Firstly in May 2017, with industry participants including Siemens, HSBC, Samsung, and Thomson Reuters. The two challenges from the defence and security programme were focussed around machine learning for location prediction, and methodologies for analysis of a cyber-attack. Read our blog piece from one of the researchers involved.
And secondly in December 2017, where Dstl led a challenge for researchers to use machine-learning to help improve code quality analysis tools. Read the blog by Dstl representative John and piece on the Government website to find out more.
A series of scientific reports generated by the groups will be published soon.
House of Lords Select Committee on Artificial Intelligence
Defence and Security Programme Director, Mark Briers, was invited to speak to the House of Lords Select Committee on AI on 27 November 2017, during the first panel of a session entitled ‘What are the dangers of artificial intelligence?’.
Questions were around the UK’s capability to protect against the impact of AI on cyber security, and whether the law is sufficient to prosecute those who misuse AI for criminal purposes. The other panel member was Professor Christopher Hankin, Director, Institute for Security Science and Technology, Imperial College London.

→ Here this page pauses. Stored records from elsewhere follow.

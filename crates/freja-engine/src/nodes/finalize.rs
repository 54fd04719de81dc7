// Copyright (c) 2024-2026 Martin Schröder <info@swedishembedded.com>
//
// SPDX-License-Identifier: MIT
//! Post-processing of the model's chosen action.
//!
//! Resolves held text answers, commits explicit values, tracks the new
//! pending field, backfills FORM_COMPLETE data, records the assistant
//! message, and applies the multi-step checkpoint override.

use tracing::{info, warn};

use crate::action::Action;
use crate::answer::AnswerValue;
use crate::session::{HistoryEntry, Session};
use crate::payload::LlmPayload;

pub(crate) fn run(session: &mut Session) {
    let Some(payload) = session.parsed_llm_response.take() else {
        return;
    };
    let mut action = match payload {
        LlmPayload::Act(action) => action,
        // multi_answer is consumed by the extraction node and never routed
        // here; dropping it ends the turn on the engine fallback.
        LlmPayload::MultiAnswer { .. } => return,
    };

    // ── Resolve the held text answer (model contextual validation) ───────────
    // A re-ask of the same field means the model rejected the answer;
    // anything else means it moved on, so the held value is committed.
    if let (Some(value), Some(field_id)) = (
        session.pending_text_value.take(),
        session.pending_text_field_id.take(),
    ) {
        let is_reask = action.is_ask() && action.field_id() == Some(field_id.as_str());
        if is_reask {
            info!(field_id = %field_id, "model rejected held text answer, discarding");
        } else {
            info!(field_id = %field_id, "model accepted held text answer");
            session.store_answer(&field_id, AnswerValue::Text(value));
        }
    }

    // ── Commit an explicit value carried on the action ───────────────────────
    if let (Some(field_id), Some(value)) = (action.field_id(), action.value()) {
        if session.field_types.contains_key(field_id) {
            session.store_answer(field_id, AnswerValue::from_json(value));
        } else {
            warn!(field_id, "ignoring value for a field not in the form");
        }
    }

    // ── FORM_COMPLETE: merge its data and backfill from answers ──────────────
    if let Action::FormComplete { data, .. } = &mut action {
        for (field_id, value) in data.iter() {
            if session.field_types.contains_key(field_id) {
                session
                    .answers
                    .insert(field_id.clone(), AnswerValue::from_json(value));
            } else {
                warn!(field_id = %field_id, "FORM_COMPLETE carried a field not in the form, dropping");
            }
        }
        if data.is_empty() {
            *data = session.answers_json();
        }
    }

    // ── Track the new pending field / tool ───────────────────────────────────
    if let (Some(kind), Some(field_id)) = (action.ask_kind(), action.field_id()) {
        if session.field_types.contains_key(field_id) {
            info!(field_id, kind = %kind, "now asking field");
            session.pending_field_id = Some(field_id.to_string());
            session.pending_action_type = Some(kind);
        } else {
            warn!(field_id, "model asked a field not in the form, not tracking");
            session.clear_pending_ask();
        }
        session.pending_tool_name = None;
    } else if let Action::ToolCall { tool_name, .. } = &action {
        info!(tool_name = %tool_name, "pending tool call");
        session.pending_tool_name = Some(tool_name.clone());
        session.clear_pending_ask();
    } else {
        session.clear_pending_ask();
        session.pending_tool_name = None;
    }

    // ── Step checkpoint (human-in-the-loop) ──────────────────────────────────
    // In multi-step forms, once the current step's required fields are all
    // answered, pause and ask the user to confirm before moving on.  Applied
    // here, after the model picked its action, because that action may
    // already be an ASK_ for the next step's first field.  Suppressed during
    // an edit turn: the step fields are still "complete" with the old values
    // and re-summarizing would swallow the edit re-ask.
    let step = session.current_step;
    let step_required = session
        .required_by_step
        .get(&step)
        .cloned()
        .unwrap_or_default();
    let is_multi_step = !session.required_by_step.is_empty() && session.max_step > 1;
    let step_complete = !step_required.is_empty()
        && step_required.iter().all(|id| session.answers.contains_key(id));
    let is_last_step = step >= session.max_step;
    let editing = session.allow_answered_field_update;

    if is_multi_step && step_complete && !session.completed_steps.contains(&step) && !is_last_step && !editing {
        info!(step, "step complete, requesting confirmation");
        let summary = build_step_summary(session, step, &step_required);
        session.clear_pending_ask();
        session.pending_tool_name = None;
        session.awaiting_step_confirmation = true;
        session.history.push(HistoryEntry::assistant(summary.clone()));
        session.action = Some(Action::message(summary));
        return;
    }

    // ── Record the assistant message and emit the action ─────────────────────
    if let Some(msg) = action.message_text() {
        if !msg.trim().is_empty() {
            session.history.push(HistoryEntry::assistant(msg.to_string()));
        }
    }
    session.action = Some(action);
}

fn build_step_summary(session: &Session, step: u32, field_ids: &[String]) -> String {
    let mut lines = vec![format!("Step {step} is complete. Here is a quick summary:")];
    for field_id in field_ids {
        let label = session.prompt_for(field_id);
        let value = session
            .answers
            .get(field_id)
            .map(AnswerValue::display_text)
            .unwrap_or_default();
        lines.push(format!("- {label}: {value}"));
    }
    lines.push(
        "Please confirm to continue to the next step, \
         or tell me what you want to change in this step."
            .to_string(),
    );
    lines.join("\n")
}
// Copyright (c) 2024-2026 Martin Schröder <info@swedishembedded.com>
//
// SPDX-License-Identifier: MIT
use std::sync::Arc;

use tracing::debug;

use freja_config::EngineConfig;
use freja_form::FormDefinition;
use freja_model::ModelProvider;

use crate::action::Action;
use crate::error::EngineError;
use crate::nodes;
use crate::nodes::conversation::FALLBACK_TEXT;
use crate::router::{route_entry, Node};
use crate::session::{Session, TurnInput};

/// The conversation engine.  Owns the model handle and the engine knobs;
/// session state lives outside and is passed through [`Engine::step`].
///
/// The engine is shared freely across sessions.  A single session must not
/// have two in-flight turns — serializing turns per session id is the
/// transport's responsibility.
pub struct Engine {
    provider: Arc<dyn ModelProvider>,
    config: EngineConfig,
}

impl Engine {
    pub fn new(provider: Arc<dyn ModelProvider>, config: EngineConfig) -> Self {
        Self { provider, config }
    }

    /// Parse a form definition and materialize an initial session.
    ///
    /// Fails only on a malformed definition; the engine refuses to start a
    /// conversation it cannot account for.
    pub fn create_session(&self, form_definition: &str) -> Result<Session, EngineError> {
        let form = FormDefinition::parse(form_definition)?;
        Ok(Session::new(form))
    }

    /// Run one conversation turn.
    ///
    /// The current snapshot is cloned and the node chain runs on the clone,
    /// so a cancelled turn (dropped future) leaves the caller's session
    /// untouched and the new snapshot becomes visible atomically on return.
    /// Every branch yields an action; nothing escapes.
    pub async fn step(&self, session: &Session, input: TurnInput) -> (Action, Session) {
        let mut draft = session.clone();
        draft.begin_turn();

        let mut node = route_entry(&draft, &input);
        debug!(entry = ?node, "routing turn");
        loop {
            node = match node {
                Node::Greeting => {
                    nodes::greeting::run(&mut draft);
                    Node::End
                }
                Node::ToolHandler => {
                    nodes::tool_handler::run(&mut draft, &input);
                    Node::Conversation
                }
                Node::StepConfirmation => {
                    nodes::step_confirmation::run(&mut draft, &input);
                    if draft.skip_conversation_turn {
                        Node::End
                    } else {
                        Node::Conversation
                    }
                }
                Node::Validation => {
                    nodes::validation::run(&mut draft, &input);
                    Node::Conversation
                }
                Node::Extraction => {
                    nodes::extraction::run(&mut draft, &input, self.provider.as_ref(), &self.config)
                        .await;
                    if draft.parsed_llm_response.is_some() {
                        Node::Finalize
                    } else {
                        Node::Conversation
                    }
                }
                Node::Conversation => {
                    nodes::conversation::run(
                        &mut draft,
                        &input,
                        self.provider.as_ref(),
                        &self.config,
                    )
                    .await;
                    if draft.parsed_llm_response.is_some() {
                        Node::Finalize
                    } else {
                        Node::End
                    }
                }
                Node::Finalize => {
                    nodes::finalize::run(&mut draft);
                    Node::End
                }
                Node::End => break,
            };
        }

        let action = draft
            .action
            .take()
            .unwrap_or_else(|| Action::message(FALLBACK_TEXT));
        (action, draft)
    }
}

Short-term projects aim to demonstrate immediate, meaningful impact
An announcement was made that the programme’s long-term work has been bolstered by a number of shorter, strategically important projects supported by funding from GCHQ. Each up to six months in duration, these projects aim to demonstrate immediate, meaningful impact, and address the key challenges that frame the defence and security programme.
The projects are focusing on a diverse range of applications including understanding hacker communities, adversarial machine learning, encryption, modelling of civil conflict, topological data analysis, and utilising game theory in cyber security. The projects are expected to yield academic impact through publications, and real-world impact through software, which will be released for use and further development.
The Manufacturer, the UK’s premier industry publication for providing manufacturing news, articles, and insights, published an article about the announcement.
Mapping conflict data to explain, predict, and prevent violence
Work produced by Turing Fellow Dr Weisi Guo is aiming to understand the mechanics that cause conflict and identify multi-scale population areas that are at risk of conflict. The research utilises the latest developments in complex networks and spatial interaction theory to model the effect of multiplexed regional-global interactions.
Findings have shown that ‘crossroad’ towns and cities where there are few other routes correlate strongly with data on violence; including terrorism, war between states, and gang violence. The work is building an evidence base which aims to help sustainable global development of infrastructure in order to reduce conflict.
Dr Guo was interviewed by BBC News about his work, the article going into depth about the potential ramifications of the work and the role of the Turing in the research.
Retool AI to forecast and limit wars
Turing Fellow Dr Weisi Guo and Director of Special Projects Sir Alan Wilson have written a comment piece for Nature, explaining how using artificial intelligence to predict outbursts of violence and probe their causes could save lives.
The piece details existing research being conducted into the forecasting of conflict, including the work of Guo and Wilson at the Turing. The piece identifies three things that will improve conflict forecasting: new machine-learning techniques; more information about the wider causes of conflicts and their resolution; and theoretical models that better reflect the complexity of social interactions and human decision-making. The piece goes on to propose that an international consortium be set up to develop formal methods to model the steps society takes to wage war.